Letting go (handing over the power)
Mar. 6th, 2007   2:41pm

This is a question that every parent of a child with a chronic illness has at some point.  I think it’s not so much about you "letting go" as your child "taking charge." It’s hard to imagine at 10 that she’ll ever have to manage CAH on her own, but the day will come when you have to let her go off to college, take a semester abroad, get married, etc. At that point she’ll need all the "tools" you’ve given her during these early years.

With increasing age and maturity, kids with CAH should be given more details about their disorder.  What is it? What medications do they take, how much, and when?  What should they do if they ever get really hurt or feel really sick? What do they need to tell the teacher, coach, parent, doctor, EMT if mommy/daddy aren’t around?

For my family these things were introduced gradually. Instead of my parents speaking for me during endocrine or pediatrician visits, I began to speak for myself around 7 (of course with mom and dad filling in details).  I was asked to explain CAH if there was ever a "new" doctor scenario (ie: a new dentist, new eyedoctor, etc) and was given the responsibility of partially (in pencil) filling out my school and sports medical forms every year. (it’s good practice to get a set vocabulary down and be able to identify medications and dosage.)
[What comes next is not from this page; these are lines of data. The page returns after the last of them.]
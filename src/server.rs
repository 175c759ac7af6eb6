//! Axum HTTP server: 9 endpoints for the coaching frontend.
//!
//! All state lives in a shared `Arc<CoachContext>`: the immutable content
//! catalog plus the progress-store and feedback-provider ports. Handlers
//! stay thin; orchestration lives in [`crate::submission`].
//!
//! ## Endpoints
//!
//! | Method | Path | Description |
//! |--------|------|-------------|
//! | GET | `/health` | Health check |
//! | GET | `/scenarios` | Scenario summaries (`difficulty`, `q` filters) |
//! | GET | `/scenarios/{id}` | Scenario detail (ideal decision withheld) |
//! | POST | `/scenarios/{id}/submit` | Score a decision, return AI feedback |
//! | GET | `/lessons` | Lessons by chapter, with completion/lock state |
//! | GET | `/lessons/{id}` | Lesson content (403 while locked) |
//! | POST | `/lessons/{id}/complete` | Mark a lesson completed |
//! | GET | `/progress/{user_id}` | Dashboard summary |
//! | GET | `/progress/{user_id}/analysis` | AI overall performance report |

use std::collections::HashMap;
use std::sync::Arc;

use axum::{
    extract::{Path, Query, State},
    http::StatusCode,
    response::IntoResponse,
    routing::{get, post},
    Json, Router,
};
use serde::Deserialize;
use tower_http::cors::{Any, CorsLayer};

use crate::content::{Difficulty, Lesson, CHAPTER_ORDER};
use crate::scoring::{ActionFamily, DecisionValue};
use crate::submission::{CoachContext, SubmitError};

pub type AppState = Arc<CoachContext>;

pub fn create_router(ctx: AppState) -> Router {
    let cors = CorsLayer::new()
        .allow_origin(Any)
        .allow_methods(Any)
        .allow_headers(Any);

    Router::new()
        .route("/health", get(handle_health_check))
        .route("/scenarios", get(handle_list_scenarios))
        .route("/scenarios/:scenario_id", get(handle_get_scenario))
        .route("/scenarios/:scenario_id/submit", post(handle_submit_decision))
        .route("/lessons", get(handle_list_lessons))
        .route("/lessons/:lesson_id", get(handle_get_lesson))
        .route("/lessons/:lesson_id/complete", post(handle_complete_lesson))
        .route("/progress/:user_id", get(handle_get_progress))
        .route("/progress/:user_id/analysis", get(handle_get_analysis))
        .layer(cors)
        .with_state(ctx)
}

// ── Request types ───────────────────────────────────────────────────

#[derive(Deserialize)]
struct ScenarioListQuery {
    #[serde(default)]
    difficulty: Option<Difficulty>,
    #[serde(default)]
    q: Option<String>,
}

#[derive(Deserialize)]
#[serde(rename_all = "camelCase")]
struct UserQuery {
    #[serde(default)]
    user_id: Option<String>,
}

#[derive(Deserialize)]
#[serde(rename_all = "camelCase")]
struct SubmitRequest {
    /// Absent for anonymous submissions (scored, not persisted).
    #[serde(default)]
    user_id: Option<String>,
    action: ActionFamily,
    #[serde(default)]
    value: Option<DecisionValue>,
    /// The option text the user picked, echoed into the score record.
    text: String,
}

#[derive(Deserialize)]
#[serde(rename_all = "camelCase")]
struct CompleteLessonRequest {
    user_id: String,
}

fn error_response(status: StatusCode, msg: &str) -> (StatusCode, Json<serde_json::Value>) {
    (status, Json(serde_json::json!({ "error": msg })))
}

// ── GET handlers ────────────────────────────────────────────────────

async fn handle_health_check() -> Json<serde_json::Value> {
    Json(serde_json::json!({ "status": "OK" }))
}

async fn handle_list_scenarios(
    State(ctx): State<AppState>,
    Query(params): Query<ScenarioListQuery>,
) -> Json<serde_json::Value> {
    let scenarios: Vec<serde_json::Value> = ctx
        .catalog()
        .scenarios()
        .iter()
        .filter(|s| s.matches(params.difficulty, params.q.as_deref()))
        .map(|s| {
            serde_json::json!({
                "id": s.id,
                "title": s.title,
                "description": s.description,
                "stage": s.stage,
                "difficulty": s.difficulty,
                "numberOfPlayers": s.number_of_players,
            })
        })
        .collect();

    Json(serde_json::json!({ "scenarios": scenarios }))
}

async fn handle_get_scenario(
    State(ctx): State<AppState>,
    Path(scenario_id): Path<String>,
) -> Result<Json<serde_json::Value>, (StatusCode, Json<serde_json::Value>)> {
    let s = ctx
        .catalog()
        .scenario(&scenario_id)
        .ok_or_else(|| error_response(StatusCode::NOT_FOUND, "Scenario not found"))?;

    // The ideal decision is scoring configuration; it never leaves the server.
    Ok(Json(serde_json::json!({
        "id": s.id,
        "title": s.title,
        "description": s.description,
        "playerHand": s.player_hand,
        "boardCards": s.board_cards,
        "stage": s.stage,
        "numberOfPlayers": s.number_of_players,
        "difficulty": s.difficulty,
        "options": s.options,
        "historicalContext": s.historical_context,
    })))
}

async fn handle_list_lessons(
    State(ctx): State<AppState>,
    Query(params): Query<UserQuery>,
) -> Result<Json<serde_json::Value>, (StatusCode, Json<serde_json::Value>)> {
    let completed = completed_lessons(&ctx, params.user_id.as_deref()).await?;

    let mut chapters = Vec::new();
    for chapter in CHAPTER_ORDER {
        let lessons: Vec<serde_json::Value> = ctx
            .catalog()
            .lessons()
            .into_iter()
            .filter(|l| l.chapter == chapter)
            .map(|l| {
                serde_json::json!({
                    "id": l.id,
                    "title": l.title,
                    "order": l.order,
                    "completed": completed.get(&l.id).copied().unwrap_or(false),
                    "locked": !ctx.catalog().is_unlocked(l, &completed),
                })
            })
            .collect();
        chapters.push(serde_json::json!({
            "chapter": chapter,
            "lessons": lessons,
        }));
    }

    Ok(Json(serde_json::json!({ "chapters": chapters })))
}

async fn handle_get_lesson(
    State(ctx): State<AppState>,
    Path(lesson_id): Path<String>,
    Query(params): Query<UserQuery>,
) -> Result<Json<serde_json::Value>, (StatusCode, Json<serde_json::Value>)> {
    let lesson: &Lesson = ctx
        .catalog()
        .lesson(&lesson_id)
        .ok_or_else(|| error_response(StatusCode::NOT_FOUND, "Lesson not found"))?;

    let completed = completed_lessons(&ctx, params.user_id.as_deref()).await?;
    if !ctx.catalog().is_unlocked(lesson, &completed) {
        return Err(error_response(
            StatusCode::FORBIDDEN,
            "Lesson is locked until all Basic Knowledge lessons are completed",
        ));
    }

    Ok(Json(serde_json::json!({
        "id": lesson.id,
        "title": lesson.title,
        "chapter": lesson.chapter,
        "content": lesson.content,
        "order": lesson.order,
        "completed": completed.get(&lesson.id).copied().unwrap_or(false),
    })))
}

async fn handle_get_progress(
    State(ctx): State<AppState>,
    Path(user_id): Path<String>,
) -> Result<impl IntoResponse, (StatusCode, Json<serde_json::Value>)> {
    let summary = ctx
        .progress_summary(&user_id)
        .await
        .map_err(|e| error_response(StatusCode::INTERNAL_SERVER_ERROR, &e.to_string()))?;
    Ok(Json(summary))
}

async fn handle_get_analysis(
    State(ctx): State<AppState>,
    Path(user_id): Path<String>,
) -> Result<Json<serde_json::Value>, (StatusCode, Json<serde_json::Value>)> {
    let report = ctx
        .overall_analysis(&user_id)
        .await
        .map_err(|e| error_response(StatusCode::INTERNAL_SERVER_ERROR, &e.to_string()))?;
    Ok(Json(serde_json::json!({ "analysisText": report })))
}

// ── POST handlers ───────────────────────────────────────────────────

async fn handle_submit_decision(
    State(ctx): State<AppState>,
    Path(scenario_id): Path<String>,
    Json(req): Json<SubmitRequest>,
) -> Result<impl IntoResponse, (StatusCode, Json<serde_json::Value>)> {
    let decision = crate::content::DecisionOption {
        text: req.text,
        action: req.action,
        value: req.value,
    };

    let feedback = ctx
        .submit_decision(req.user_id.as_deref(), &scenario_id, &decision)
        .await
        .map_err(|e| match e {
            SubmitError::ScenarioNotFound(_) => {
                error_response(StatusCode::NOT_FOUND, &e.to_string())
            }
            SubmitError::ScoringNotConfigured(_) => {
                error_response(StatusCode::INTERNAL_SERVER_ERROR, &e.to_string())
            }
        })?;

    Ok(Json(feedback))
}

async fn handle_complete_lesson(
    State(ctx): State<AppState>,
    Path(lesson_id): Path<String>,
    Json(req): Json<CompleteLessonRequest>,
) -> Result<Json<serde_json::Value>, (StatusCode, Json<serde_json::Value>)> {
    if ctx.catalog().lesson(&lesson_id).is_none() {
        return Err(error_response(StatusCode::NOT_FOUND, "Lesson not found"));
    }

    ctx.store()
        .mark_lesson_completed(&req.user_id, &lesson_id)
        .await
        .map_err(|e| error_response(StatusCode::INTERNAL_SERVER_ERROR, &e.to_string()))?;

    Ok(Json(serde_json::json!({
        "status": "OK",
        "lessonId": lesson_id,
    })))
}

// ── Helpers ─────────────────────────────────────────────────────────

/// Completed-lesson flags for an optional user; anonymous callers get the
/// empty map (only Basic Knowledge unlocked).
async fn completed_lessons(
    ctx: &AppState,
    user_id: Option<&str>,
) -> Result<HashMap<String, bool>, (StatusCode, Json<serde_json::Value>)> {
    match user_id {
        Some(user_id) => ctx
            .store()
            .user_progress(user_id)
            .await
            .map(|doc| doc.map(|d| d.completed_lessons).unwrap_or_default())
            .map_err(|e| error_response(StatusCode::INTERNAL_SERVER_ERROR, &e.to_string())),
        None => Ok(HashMap::new()),
    }
}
Personally, I don’t think CAH should stop any child from doing anything.  Do you think it would be easier for you to let go if you knew your daughter was able to handle some of the responsibility herself?  Of course at this age it’s important to always have an adult around that you can trust, but you should also be confident that your daughter can speak for herself and articulate her needs if she ever does break her leg during an away-game or start to feel sick during a sleep-over.  Sure you still need to be picky about what houses are okay for sleep-overs and who should be in charge of her care when you’re not there (as any parent should be). She also needs to learn that with increasing freedom comes increased responsibility.  If she wants to do more (as she gets older and enters middle school and high school) she has to demonstrate that she’s responsible and can take care of herself.  This means she doesn’t forget to take her medicine, always carries her injection kit (or makes sure her coach has it), etc.

Reading over this it does sound a little daunting, but rest assured it’s really not that bad.